As health systems engage more directly with their local communities, they will of course find that there are many other health care organizations, governmental programs, public health agencies, and faith-based organizations, among others, who also address the social determinants of health. Working toward collaboration across these many organizations equals the complexity we have already described within the ecosystem of a single health care system. High-need patients often put their trust in safety net health systems, the local public health system, and partnering community-based organizations. This is due in part to colocation in high-need neighborhoods, longstanding relationships among these local community-based organizations, and long-term commitment to underserved populations. Third-party payers, as noted by Butler and Nichols, are “learning that effective infrastructure is technology combined with trust, the kind of client trust that community-based organizations and their network curators have and that does not transfer easily to large health plans or new technology vendors.”22(p1245) In this essay, we focus on building infrastructure within the health care system and building bridges to community-based resources. However, in some neighborhoods, these community-based resources are strained or nonexistent. Thus, investment in the community-based component of the network is also necessary to realize the gains in the investments discussed here.

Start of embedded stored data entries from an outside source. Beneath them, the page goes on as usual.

use alloc::string::String;

use collection_virtualizer::{Result, VirtualizationMethod, VirtualizationOptions};

/// How many items a view lets the user select.
#[derive(Clone, Copy, Debug, Default, PartialEq, Eq)]
#[cfg_attr(feature = "serde", derive(serde::Serialize, serde::Deserialize))]
pub enum SelectionType {
    None,
    #[default]
    Single,
    Multiple,
}

/// Pointer travel (in pixels) before a press on a reorderable view turns into a drag.
pub const DEFAULT_DRAG_THRESHOLD: f32 = 5.0;

/// Configuration for a [`CollectionView`](crate::CollectionView).
#[derive(Clone, Debug, PartialEq)]
#[cfg_attr(feature = "serde", derive(serde::Serialize, serde::Deserialize))]
pub struct CollectionViewOptions {
    pub virtualization: VirtualizationOptions,
    pub selection_type: SelectionType,
    pub reorderable: bool,
    /// Key under which scroll position, selection and expanded state are persisted.
    pub view_data_key: Option<String>,
    /// Delay between `schedule_rebuild` and the rebuild running in `tick`.
    pub rebuild_delay_ms: u64,
    pub drag_threshold: f32,
}

impl Default for CollectionViewOptions {
    fn default() -> Self {
        Self {
            virtualization: VirtualizationOptions::default(),
            selection_type: SelectionType::default(),
            reorderable: false,
            view_data_key: None,
            rebuild_delay_ms: 0,
            drag_threshold: DEFAULT_DRAG_THRESHOLD,
        }
    }
}

impl CollectionViewOptions {
    pub fn new() -> Self {
        Self::default()
    }

    pub fn with_virtualization(mut self, virtualization: VirtualizationOptions) -> Self {
        self.virtualization = virtualization;
        self
    }

    pub fn with_method(mut self, method: VirtualizationMethod) -> Self {
        self.virtualization.method = method;
        self
    }

    pub fn with_item_height(mut self, item_height: u32) -> Self {
        self.virtualization.item_height = item_height;
        self
    }

    pub fn with_selection_type(mut self, selection_type: SelectionType) -> Self {
        self.selection_type = selection_type;
        self
    }

    pub fn with_reorderable(mut self, reorderable: bool) -> Self {
        self.reorderable = reorderable;
        self
    }

    pub fn with_view_data_key(mut self, key: impl Into<String>) -> Self {
        self.view_data_key = Some(key.into());
        self
    }

    pub fn with_rebuild_delay_ms(mut self, delay_ms: u64) -> Self {
        self.rebuild_delay_ms = delay_ms;
        self
    }

    pub fn with_drag_threshold(mut self, threshold: f32) -> Self {
        self.drag_threshold = threshold;
        self
    }

    pub fn validate(&self) -> Result<()> {
        self.virtualization.validate()
    }
}
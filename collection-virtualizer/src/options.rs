use crate::{CollectionError, Result, VirtualizationMethod};

/// Row height used when nothing else is configured.
pub const DEFAULT_ITEM_HEIGHT: u32 = 22;

/// Rows kept beyond what the viewport strictly needs, so a one-row scroll never has to
/// construct an element before the old one has left.
pub const DEFAULT_EXTRA_VISIBLE_ITEMS: usize = 2;

/// Configuration for the virtualization controllers.
#[derive(Clone, Copy, Debug, PartialEq, Eq)]
#[cfg_attr(feature = "serde", derive(serde::Serialize, serde::Deserialize))]
pub struct VirtualizationOptions {
    pub method: VirtualizationMethod,
    /// Row height in fixed-height mode; the estimate for unmeasured rows in dynamic mode.
    pub item_height: u32,
    pub extra_visible_items: usize,
    /// Quiet period after the last scroll event before `is_scrolling` turns off.
    pub scroll_direction_reset_delay_ms: u64,
}

impl Default for VirtualizationOptions {
    fn default() -> Self {
        Self {
            method: VirtualizationMethod::default(),
            item_height: DEFAULT_ITEM_HEIGHT,
            extra_visible_items: DEFAULT_EXTRA_VISIBLE_ITEMS,
            scroll_direction_reset_delay_ms: 150,
        }
    }
}

impl VirtualizationOptions {
    pub fn new(method: VirtualizationMethod) -> Self {
        Self {
            method,
            ..Self::default()
        }
    }

    pub fn with_method(mut self, method: VirtualizationMethod) -> Self {
        self.method = method;
        self
    }

    /// Sets the item height. A zero height is rejected by [`VirtualizationOptions::validate`].
    pub fn with_item_height(mut self, item_height: u32) -> Self {
        self.item_height = item_height;
        self
    }

    /// Sets the item height from a style value, rejecting negative, zero and non-finite input.
    pub fn try_with_item_height(mut self, item_height: f32) -> Result<Self> {
        self.item_height = item_height_from_style(item_height)?;
        Ok(self)
    }

    pub fn with_extra_visible_items(mut self, extra_visible_items: usize) -> Self {
        self.extra_visible_items = extra_visible_items;
        self
    }

    pub fn with_scroll_direction_reset_delay_ms(mut self, delay_ms: u64) -> Self {
        self.scroll_direction_reset_delay_ms = delay_ms;
        self
    }

    pub fn validate(&self) -> Result<()> {
        if self.item_height == 0 {
            return Err(CollectionError::InvalidItemHeight(0.0));
        }
        Ok(())
    }
}

/// Converts a host style height into whole pixels.
pub fn item_height_from_style(height: f32) -> Result<u32> {
    if !height.is_finite() || height <= 0.0 {
        return Err(CollectionError::InvalidItemHeight(height));
    }
    Ok(round_height(height).max(1))
}

/// Rounds a finite, non-negative layout height to whole pixels.
pub(crate) fn round_height(height: f32) -> u32 {
    let rounded = (height + 0.5) as u64;
    rounded.min(u32::MAX as u64) as u32
}
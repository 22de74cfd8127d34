use alloc::collections::BTreeMap;

use collection_virtualizer::Result;

use crate::{
    CollectionView, CollectionViewController, CollectionViewEvent, ItemFactory, Reorderable,
    Selectable, SelectionType, VirtualizedWindow,
};

/// Modifier keys held during a pointer or keyboard event.
#[derive(Clone, Copy, Debug, Default, PartialEq, Eq)]
pub struct Modifiers {
    pub shift: bool,
    pub ctrl: bool,
    /// The macOS command key; acts like `ctrl` for selection.
    pub command: bool,
}

impl Modifiers {
    pub const NONE: Self = Self {
        shift: false,
        ctrl: false,
        command: false,
    };

    pub const SHIFT: Self = Self {
        shift: true,
        ctrl: false,
        command: false,
    };

    pub const CTRL: Self = Self {
        shift: false,
        ctrl: true,
        command: false,
    };

    /// Toggle-selection modifier.
    pub fn action_key(&self) -> bool {
        self.ctrl || self.command
    }
}

/// Keyboard navigation commands, already translated from key codes by the host.
#[derive(Clone, Copy, Debug, PartialEq, Eq)]
pub enum NavigationMove {
    Previous,
    Next,
    PageUp,
    PageDown,
    First,
    Last,
    SelectAll,
    Cancel,
    Submit,
}

pub type PointerId = u32;

/// A pointer event in viewport coordinates.
#[derive(Clone, Copy, Debug, PartialEq)]
pub struct PointerEvent {
    pub pointer_id: PointerId,
    /// Distance from the top of the viewport.
    pub y: f32,
    pub modifiers: Modifiers,
    pub click_count: u32,
}

impl PointerEvent {
    pub fn new(pointer_id: PointerId, y: f32) -> Self {
        Self {
            pointer_id,
            y,
            modifiers: Modifiers::NONE,
            click_count: 1,
        }
    }

    pub fn with_modifiers(mut self, modifiers: Modifiers) -> Self {
        self.modifiers = modifiers;
        self
    }

    pub fn with_click_count(mut self, click_count: u32) -> Self {
        self.click_count = click_count;
        self
    }
}

#[derive(Clone, Copy, Debug, PartialEq)]
struct PointerPress {
    index: usize,
    origin_y: f32,
    dragging: bool,
}

/// Per-pointer press state, owned by the host and passed to every pointer handler.
///
/// Keeping it outside the view lets one dispatcher track several pointers (and several views)
/// without global state.
#[derive(Clone, Debug, Default)]
pub struct PointerContext {
    presses: BTreeMap<PointerId, PointerPress>,
}

impl PointerContext {
    pub fn new() -> Self {
        Self::default()
    }

    pub fn is_pressed(&self, pointer_id: PointerId) -> bool {
        self.presses.contains_key(&pointer_id)
    }

    pub fn is_dragging(&self, pointer_id: PointerId) -> bool {
        self.presses.get(&pointer_id).is_some_and(|p| p.dragging)
    }

    pub fn pressed_count(&self) -> usize {
        self.presses.len()
    }

    /// Forgets every press, e.g. when the window loses focus.
    pub fn clear(&mut self) {
        self.presses.clear();
    }
}

impl<C, F> CollectionView<C, F>
where
    C: CollectionViewController,
    F: ItemFactory<C::Item>,
    F::Element: 'static,
{
    /// Index of the item under viewport position `y`, if there is one.
    pub fn index_at(&self, y: f32) -> Option<usize> {
        if !y.is_finite() || y < 0.0 {
            return None;
        }
        let position = self.scroll_offset().saturating_add(y as u64);
        let index = self.state.virtualizer.index_from_position(position);
        (index < self.controller.item_count()).then_some(index)
    }

    /// Applies a keyboard navigation command. Returns `true` if it was handled.
    ///
    /// Moves start from the most recently selected item; with `shift` on a multiple-selection
    /// view, the selection extends from the range origin instead of being replaced.
    pub fn handle_navigation(&mut self, nav: NavigationMove, shift: bool) -> bool {
        let count = self.controller.item_count();
        if !self.controller.has_valid_data()
            || count == 0
            || self.options.selection_type == SelectionType::None
        {
            return false;
        }

        let last = self.state.selection.last_index();
        let page = self.visible_range().len().saturating_sub(1).max(1);
        let target = match nav {
            NavigationMove::SelectAll => {
                if self.options.selection_type != SelectionType::Multiple {
                    return false;
                }
                self.select_all();
                return true;
            }
            NavigationMove::Cancel => {
                let had_selection = !self.state.selection.is_empty();
                self.clear_selection();
                return had_selection;
            }
            NavigationMove::Submit => {
                if self.state.selection.is_empty() {
                    return false;
                }
                let ids = self.state.selection.ids().to_vec();
                self.state.events.push(CollectionViewEvent::ItemsChosen(ids));
                return true;
            }
            NavigationMove::Previous => last.map_or(0, |i| i.saturating_sub(1)),
            NavigationMove::Next => last.map_or(0, |i| (i + 1).min(count - 1)),
            NavigationMove::PageUp => last.map_or(0, |i| i.saturating_sub(page)),
            NavigationMove::PageDown => last.map_or(0, |i| (i + page).min(count - 1)),
            NavigationMove::First => 0,
            NavigationMove::Last => count - 1,
        };

        vtrace!(?nav, target, shift, "CollectionView: navigation");
        if shift && self.options.selection_type == SelectionType::Multiple {
            let origin = self.range_origin_index().or(last).unwrap_or(target);
            if self.state.range_origin.is_none() {
                self.state.range_origin = self.controller.id_for_index(origin);
            }
            self.select_range(origin, target);
        } else {
            self.set_selection(&[target]);
        }
        self.scroll_to_item(target);
        true
    }

    /// A pointer went down at `event.y`. Returns `true` if it hit an item.
    ///
    /// A plain press selects the item, `ctrl`/`command` toggles it and `shift` selects the
    /// range from the range origin. A double click chooses the selection.
    pub fn on_pointer_down(&mut self, cx: &mut PointerContext, event: PointerEvent) -> bool {
        if cx.is_pressed(event.pointer_id) || !self.controller.has_valid_data() {
            return false;
        }
        let Some(index) = self.index_at(event.y) else {
            return false;
        };
        cx.presses.insert(
            event.pointer_id,
            PointerPress {
                index,
                origin_y: event.y,
                dragging: false,
            },
        );

        if event.click_count >= 2 {
            if !self.state.selection.contains_index(index) {
                self.set_selection(&[index]);
            }
            if !self.state.selection.is_empty() {
                let ids = self.state.selection.ids().to_vec();
                self.state.events.push(CollectionViewEvent::ItemsChosen(ids));
            }
            return true;
        }

        match self.options.selection_type {
            SelectionType::None => {}
            SelectionType::Single => self.set_selection(&[index]),
            SelectionType::Multiple => {
                if event.modifiers.action_key() {
                    if self.state.selection.contains_index(index) {
                        self.remove_from_selection(index);
                    } else {
                        self.add_to_selection(index);
                    }
                } else if event.modifiers.shift {
                    match self.range_origin_index() {
                        Some(origin) => self.select_range(origin, index),
                        None => self.set_selection(&[index]),
                    }
                } else {
                    self.set_selection(&[index]);
                }
            }
        }
        true
    }

    /// A pressed pointer moved. Past the drag threshold, a press on a reorderable view turns
    /// into a drag. Returns `true` while this pointer drags.
    pub fn on_pointer_move(&mut self, cx: &mut PointerContext, event: PointerEvent) -> bool {
        let Some(press) = cx.presses.get_mut(&event.pointer_id) else {
            return false;
        };
        if !press.dragging {
            if !self.options.reorderable
                || (event.y - press.origin_y).abs() < self.options.drag_threshold
            {
                return false;
            }
            if !self.start_drag(press.index) {
                return false;
            }
            press.dragging = true;
        }
        if let Some(index) = self.index_at(event.y) {
            self.drag_over(index);
        }
        true
    }

    /// A pressed pointer was released. Returns `true` if this completed a drag that moved an
    /// item.
    pub fn on_pointer_up(&mut self, cx: &mut PointerContext, event: PointerEvent) -> Result<bool> {
        let Some(press) = cx.presses.remove(&event.pointer_id) else {
            return Ok(false);
        };
        if !press.dragging {
            return Ok(false);
        }
        if let Some(index) = self.index_at(event.y) {
            self.drag_over(index);
        }
        self.complete_drag()
    }

    /// The press was lost (capture released, window hidden). A running drag is cancelled.
    pub fn on_pointer_cancel(&mut self, cx: &mut PointerContext, pointer_id: PointerId) {
        if cx.presses.remove(&pointer_id).is_some_and(|p| p.dragging) {
            self.cancel_drag();
        }
    }
}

The NASEM report and other recent consensus reports provide a blueprint for the infrastructure needed to support integrating social care into medical care. While health systems with a robust existing foundation may be able to bootstrap short-term funding to initiate this work, we conclude that long-term investments by third-party payers will be necessary for most health systems to achieve the recommended integration of medical and social care. We also highlight the added complexity and infrastructure needed to grow cross-sectoral partnerships that begin to address the roots of social care issues, including economic development.

ACKNOWLEDGMENTS

We acknowledge the financial and leadership support of Eskenazi Health and the Eskenazi Health Foundation, Indianapolis, IN.

CONFLICTS OF INTEREST

The authors have no conflicts of interest to report.

HUMAN PARTICIPANT PROTECTION

This article is not reporting human participant research.